Distriktentwicklungsfonds - DACF V - Vulnerabilitätsfenster
- IATI Maßnahmen-ID
- DE-1-202567725
- Maßnahmenstatus
- Laufend
- Land / Region
- Ghana
- Finanzierungsvolumen
- € 35.000.000,00
- Kofinanzierter Betrag
- € 0,00
- Gesamtausgaben/-auszahlungen
- € 20.000.000,00
- Noch verfügbar
- € 15.000.000,00
- Finanzier
- Bundesministerium für wirtschaftliche Zusammenarbeit und Entwicklung (BMZ) (DE-1)
- Finanzierungsart
- Zuschuss
- Laufzeit
- 29.12.2025 - 31.12.2028 (geplant)
- Startdatum
- 29.12.2025
- Geplantes Enddatum
- 31.12.2028
- Tatsächliches Enddatum
- -
- Durchführungs- / Trägerorganisation
- KfW Bankengruppe (KfW) (XM-DAC-5-2)
- Trägerorganisation: Art
- 15
- Umsetzungspartner
- REPUBLIK GHANA
- Sektoren übergeordnet
- Staat und Zivilgesellschaft allgemein
- Sektoren untergeordnet
- Dezentralisierung und Förderung subnationaler Gebietskörperschaften
- Evaluierung
- Nein
- Zugehörige Dokumente
- Projektinformation (Projektwebseite) URL: https://www.kfw-entwicklungsbank.de/ipfz/Projektdatenbank/Distriktentwicklungsfonds---Dacf-V---Vulnerabilitaetsfenster-59091.htm
- Aktuelle Datenversion vom
- 24.06.2026
Beschreibung
Die Maßnahme verfolgt zwei Ansätze: Die erste Komponente zielt darauf ab, die Leistungsfähigkeit der 261 Distrikte Ghanas in Bezug auf die Einhaltung der Prinzipien guter Regierungsführung und die Bereitstellung öffentlicher Dienstleistungen zu stärken. Dazu unterstützt die Finanzielle Zusammenarbeit den Distriktentwicklungsfonds dabei Transferzahlungen an alle Distrikte bereitzustellen. Die Zuweisung der ungebundenen finanziellen Mittel erfolgt leistungsabhängig auf Basis einer jährlich stattfindenden unabhängigen Leistungsmessung, die die Einhaltung relevanter rechtlicher und regulatorischer Vorgaben sowie die Qualität der Dienstleistungsbereitstellung bewertet.
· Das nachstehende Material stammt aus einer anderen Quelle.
//! Chunk tag numbers for the material package binary layout (§6.1).
//!
//! These values are an interoperability constraint, not an implementation
//! detail: external tooling identifies chunks by tag number, so the names
//! are kept but the numbers must never be renumbered once shipped.

pub const MATERIAL_VERSION: u32 = 0x4D56_4552; // "MVER"
pub const MATERIAL_FEATURE_LEVEL: u32 = 0x4D46_4C56; // "MFLV"
pub const MATERIAL_NAME: u32 = 0x4D4E_414D; // "MNAM"
pub const MATERIAL_UIB: u32 = 0x4D55_4942; // "MUIB"
pub const MATERIAL_SIB: u32 = 0x4D53_4942; // "MSIB"
pub const MATERIAL_SUBPASS: u32 = 0x4D53_5550; // "MSUP"
/// Packed domain/raster-state/usage blob, one chunk instead of the
/// original's several scalar getters (`getMaterialDomain`, `getDepthWrite`,
/// `getDoubleSided`, `getDepthTest`, ...) — consistent with this package
/// format's existing preference for one TLV chunk over many single-scalar
/// ones (see `MATERIAL_SHADER`'s packed sub-header).
pub const MATERIAL_RASTER_STATE: u32 = 0x4D52_5354; // "MRST"
pub const MATERIAL_BINDING_UNIFORM_INFO: u32 = 0x4D42_5549; // "MBUI"
pub const MATERIAL_ATTRIBUTE_INFO: u32 = 0x4D41_5449; // "MATI"
pub const MATERIAL_DESCRIPTOR_BINDINGS_INFO: u32 = 0x4D44_4249; // "MDBI"
pub const MATERIAL_DESCRIPTOR_SET_LAYOUT_INFO: u32 = 0x4D44_534C; // "MDSL"
pub const MATERIAL_CONSTANTS: u32 = 0x4D43_4F4E; // "MCON"
pub const MATERIAL_PUSH_CONSTANTS: u32 = 0x4D50_4353; // "MPCS"
pub const MATERIAL_SHADER: u32 = 0x4D53_4844; // "MSHD"
pub const MATERIAL_CRC32: u32 = 0x4D43_5243; // "MCRC"

pub const MAGIC: u32 = 0x4650_4948; // "FPIH"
Je besser die Distrikte bei der Leistungsmessung abschneiden, desto höher die Transferzahlung. Die Mittel werden für Investitionen in prioritäre kommunale Infrastrukturprojekte wie Schulen oder Krankenstationen verwendet. Zusätzlich stehen Ressourcen für den Kapazitätsaufbau zur Verfügung, insbesondere in Bereichen, die in der Leistungsmessung als verbesserungsbedürftig identifiziert wurden. Mit einer zweiten Komponente zielt die Maßnahme darauf ab, durch ein sogenanntes Vulnerabilitätsfenster gezielt zusätzliche Mittel für solche Distrikte bereitzustellen, die sozial und wirtschaftlich besonders benachteiligt sind, um in diesen Distrikten staatliche Präsenz und wirtschaftliche Resilienz durch die Finanzierung von Infrastruktur zu stärken. Diese Distrikte befinden sich u.a. im Norden Ghanas, der vom Übergreifen terroristischer Gewalt aus dem Sahel bedroht ist, so dass der Stärkung staatlicher Präsenz und der Förderung wirtschaftlicher Resilienz im Sinne der Prävention eine wichtige Rolle zukommt. Durch die beiden Komponenten profitiert die gesamte Bevölkerung von einer verbesserten Versorgung mit öffentlichen Dienstleistungen und der Umsetzung wichtiger Infrastrukturmaßnahmen. Die Korbfinanzierung des Distriktentwicklungsfonds erfolgt gemeinschaftlich durch Deutschland, die Schweiz und Ghana.